PySpark in Microsoft Fabric: 100 Quick Revision Questions and Answers

5/5 - (1 vote)

1. What is PySpark? – PySpark is the Python API for Apache Spark used for distributed data processing.

2. What is Microsoft Fabric? – A unified analytics platform integrating data engineering, data science, and Power BI.

3. What is the role of Spark in Fabric? – Spark provides distributed data processing within Fabric notebooks.

4. How to view Spark session in Fabric? – Use ‘spark’ variable; it’s auto-created in Fabric notebooks.

5. How to read a CSV file? – df = spark.read.csv(‘path’, header=True, inferSchema=True)

6. How to read a Parquet file? – df = spark.read.parquet(‘path’)

7. How to show top rows? – df.show(5)

8. How to print schema? – df.printSchema()

9. How to count total rows? – df.count()

10. How to display columns? – df.columns

11. How to describe data? – df.describe().show()

12. How to select columns? – df.select(‘col1’, ‘col2’)

13. How to filter rows? – df.filter(df.age > 30)

14. How to use SQL in PySpark? – df.createOrReplaceTempView(‘table’); spark.sql(‘SELECT * FROM table’)

15. What is a DataFrame? – A distributed collection of data organized into columns.

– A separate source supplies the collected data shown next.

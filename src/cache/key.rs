//! Typed cache keys and namespace TTL policy.
//!
//! Every key is built through a [`CacheKey`] constructor, which normalizes
//! its variable inputs (sport code, free-text names, metric lists) before
//! rendering. Two logically identical requests therefore always render to
//! the same string, whatever casing or metric order the caller used.

use std::fmt;
use std::time::Duration;

use serde::{Deserialize, Serialize};

/// Placeholder rendered for an empty metric list (all metrics).
const ALL_METRICS: &str = "all";

/// Logical partition of the shared cache.
#[derive(Debug, Clone, Copy, PartialEq, Eq, Hash, PartialOrd, Ord, Serialize, Deserialize)]
#[serde(rename_all = "snake_case")]
pub enum Namespace {
    PlayerIdentity,
    PlayerStats,
    TeamRoster,
    TeamList,
}

impl Namespace {
    pub const ALL: [Namespace; 4] = [
        Namespace::PlayerIdentity,
        Namespace::PlayerStats,
        Namespace::TeamRoster,
        Namespace::TeamList,
    ];

    /// Label used in metrics and stats output.
    pub fn as_str(&self) -> &'static str {
        match self {
            Namespace::PlayerIdentity => "player_identity",
            Namespace::PlayerStats => "player_stats",
            Namespace::TeamRoster => "team_roster",
            Namespace::TeamList => "team_list",
        }
    }

    /// Segment that follows the sport in a rendered key.
    fn segment(&self) -> &'static str {
        match self {
            Namespace::PlayerIdentity => "player",
            Namespace::PlayerStats => "stats",
            Namespace::TeamRoster => "roster",
            Namespace::TeamList => "teams",
        }
    }

    /// Recover the namespace from a rendered key.
    ///
    /// Sport codes never contain `:`, so the second segment is always the
    /// namespace marker. Returns `None` for keys not built by [`CacheKey`].
    pub fn of_key(key: &str) -> Option<Namespace> {
        let mut parts = key.splitn(3, ':');
        let _sport = parts.next()?;
        let segment = parts.next()?;
        Namespace::ALL.into_iter().find(|ns| ns.segment() == segment)
    }
}

impl fmt::Display for Namespace {
    fn fmt(&self, f: &mut fmt::Formatter<'_>) -> fmt::Result {
        f.write_str(self.as_str())
    }
}

/// Per-namespace time-to-live.
///
/// Fixed for the lifetime of a cache; entries never carry their own TTL.
#[derive(Debug, Clone, Copy, PartialEq, Eq)]
pub struct TtlPolicy {
    /// Player identity lookups. Default: 24 hours.
    pub player_identity: Duration,
    /// Player stat lines. Default: 1 hour.
    pub player_stats: Duration,
    /// Team rosters. Default: 6 hours.
    pub team_roster: Duration,
    /// League team lists. Default: 24 hours.
    pub team_list: Duration,
}

impl Default for TtlPolicy {
    fn default() -> Self {
        Self {
            player_identity: Duration::from_secs(24 * 3600),
            player_stats: Duration::from_secs(3600),
            team_roster: Duration::from_secs(6 * 3600),
            team_list: Duration::from_secs(24 * 3600),
        }
    }
}

impl TtlPolicy {
    pub fn ttl(&self, namespace: Namespace) -> Duration {
        match namespace {
            Namespace::PlayerIdentity => self.player_identity,
            Namespace::PlayerStats => self.player_stats,
            Namespace::TeamRoster => self.team_roster,
            Namespace::TeamList => self.team_list,
        }
    }
}

/// Normalize a free-text name: trim, collapse whitespace, lower-case.
pub fn normalize_name(name: &str) -> String {
    name.split_whitespace()
        .map(str::to_lowercase)
        .collect::<Vec<_>>()
        .join(" ")
}

/// Normalize a sport code: trim, upper-case, strip the key separator.
pub fn normalize_sport(sport: &str) -> String {
    sport.trim().replace(':', "").to_uppercase()
}

/// Composite key `(sport, namespace, fields...)`.
#[derive(Debug, Clone, PartialEq, Eq, Hash)]
pub enum CacheKey {
    PlayerIdentity {
        sport: String,
        name: String,
    },
    PlayerStats {
        sport: String,
        player_id: String,
        season: String,
        metrics: Vec<String>,
    },
    TeamRoster {
        sport: String,
        team_id: String,
    },
    TeamList {
        sport: String,
    },
}

impl CacheKey {
    /// Identity key; the name is matched case-insensitively.
    pub fn player(sport: &str, name: &str) -> Self {
        CacheKey::PlayerIdentity {
            sport: normalize_sport(sport),
            name: normalize_name(name),
        }
    }

    /// Stats key; metric order and duplicates do not affect the key.
    pub fn stats<S: AsRef<str>>(sport: &str, player_id: &str, season: &str, metrics: &[S]) -> Self {
        let mut metrics: Vec<String> = metrics
            .iter()
            .map(|m| crate::types::canonical_metric(m.as_ref()))
            .filter(|m| !m.is_empty())
            .collect();
        metrics.sort();
        metrics.dedup();
        CacheKey::PlayerStats {
            sport: normalize_sport(sport),
            player_id: player_id.trim().to_string(),
            season: season.trim().to_string(),
            metrics,
        }
    }

    pub fn roster(sport: &str, team_id: &str) -> Self {
        CacheKey::TeamRoster {
            sport: normalize_sport(sport),
            team_id: team_id.trim().to_string(),
        }
    }

    pub fn team_list(sport: &str) -> Self {
        CacheKey::TeamList {
            sport: normalize_sport(sport),
        }
    }

    pub fn namespace(&self) -> Namespace {
        match self {
            CacheKey::PlayerIdentity { .. } => Namespace::PlayerIdentity,
            CacheKey::PlayerStats { .. } => Namespace::PlayerStats,
            CacheKey::TeamRoster { .. } => Namespace::TeamRoster,
            CacheKey::TeamList { .. } => Namespace::TeamList,
        }
    }

    /// Render to the store's opaque string form.
    pub fn render(&self) -> String {
        self.to_string()
    }
}

impl fmt::Display for CacheKey {
    fn fmt(&self, f: &mut fmt::Formatter<'_>) -> fmt::Result {
        let segment = self.namespace().segment();
        match self {
            CacheKey::PlayerIdentity { sport, name } => write!(f, "{sport}:{segment}:{name}"),
            CacheKey::PlayerStats {
                sport,
                player_id,
                season,
                metrics,
            } => {
                let metrics = if metrics.is_empty() {
                    ALL_METRICS.to_string()
                } else {
                    metrics.join(",")
                };
                write!(f, "{sport}:{segment}:{player_id}:{season}:{metrics}")
            }
            CacheKey::TeamRoster { sport, team_id } => write!(f, "{sport}:{segment}:{team_id}"),
            CacheKey::TeamList { sport } => write!(f, "{sport}:{segment}"),
        }
    }
}

#[cfg(test)]
mod tests {
    use super::*;

    #[test]
    fn stats_key_ignores_metric_order() {
        let k1 = CacheKey::stats("NFL", "123", "2024", &["b", "a"]);
        let k2 = CacheKey::stats("NFL", "123", "2024", &["a", "b"]);
        assert_eq!(k1, k2);
        assert_eq!(k1.render(), k2.render());
    }

    #[test]
    fn stats_key_ignores_duplicates_and_case() {
        let k1 = CacheKey::stats("nfl", "123", "2024", &["Sacks", "tackles", "sacks"]);
        let k2 = CacheKey::stats("NFL", "123", "2024", &["tackles", "sacks"]);
        assert_eq!(k1.render(), k2.render());
    }

    #[test]
    fn empty_metrics_render_as_all() {
        let key = CacheKey::stats::<&str>("NFL", "123", "2024", &[]);
        assert_eq!(key.render(), "NFL:stats:123:2024:all");
    }

    #[test]
    fn player_key_is_case_insensitive() {
        let k1 = CacheKey::player("NFL", "Micah Parsons");
        let k2 = CacheKey::player("nfl", "  micah   PARSONS ");
        assert_eq!(k1.render(), k2.render());
        assert_eq!(k1.render(), "NFL:player:micah parsons");
    }

    #[test]
    fn namespace_recovered_from_rendered_key() {
        let keys = [
            CacheKey::player("NFL", "Josh Allen"),
            CacheKey::stats("NFL", "1", "2024", &["sacks"]),
            CacheKey::roster("NFL", "DAL"),
            CacheKey::team_list("NFL"),
        ];
        for key in keys {
            assert_eq!(Namespace::of_key(&key.render()), Some(key.namespace()));
        }
    }

    #[test]
    fn player_names_containing_namespace_words_stay_identity() {
        // The name segment comes after the marker, so it cannot be confused
        // with the namespace marker itself.
        let key = CacheKey::player("NFL", "stats");
        assert_eq!(Namespace::of_key(&key.render()), Some(Namespace::PlayerIdentity));
    }

    #[test]
    fn unknown_key_shape() {
        assert_eq!(Namespace::of_key("garbage"), None);
        assert_eq!(Namespace::of_key("NFL:bogus:1"), None);
    }

    #[test]
    fn default_ttls() {
        let policy = TtlPolicy::default();
        assert_eq!(policy.ttl(Namespace::PlayerIdentity), Duration::from_secs(86_400));
        assert_eq!(policy.ttl(Namespace::TeamRoster), Duration::from_secs(21_600));
        assert_eq!(policy.ttl(Namespace::PlayerStats), Duration::from_secs(3_600));
        assert_eq!(policy.ttl(Namespace::TeamList), Duration::from_secs(86_400));
    }
}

16. What is an RDD? – Resilient Distributed Dataset; low-level distributed data structure in Spark.

17. How to convert DataFrame to RDD? – df.rdd

18. How to add a new column? – df.withColumn(‘newCol’, df.col1 + 10)

19. How to drop a column? – df.drop(‘colName’)

20. How to rename a column? – df.withColumnRenamed(‘old’, ‘new’)

21. How to get distinct values? – df.select(‘col’).distinct()

22. How to sort data? – df.sort(‘col’) or df.orderBy(‘col’)

23. How to group and aggregate? – df.groupBy(‘col’).agg({‘sales’:’sum’})

24. What is a transformation? – Operation that creates a new DataFrame (lazy).

25. What is an action? – Operation that triggers computation (e.g., show, collect).

26. How to cache a DataFrame? – df.cache()

27. How to unpersist a DataFrame? – df.unpersist()

28. How to join two DataFrames? – df1.join(df2, ‘key’, ‘inner’)

29. Types of joins? – inner, left, right, full, cross.

30. How to save DataFrame as Parquet? – df.write.parquet(‘path’)

31. How to overwrite existing data? – df.write.mode(‘overwrite’).csv(‘path’)

32. How to append data? – df.write.mode(‘append’).csv(‘path’)

33. What is a Lakehouse in Fabric? – A data storage combining data lake and warehouse features.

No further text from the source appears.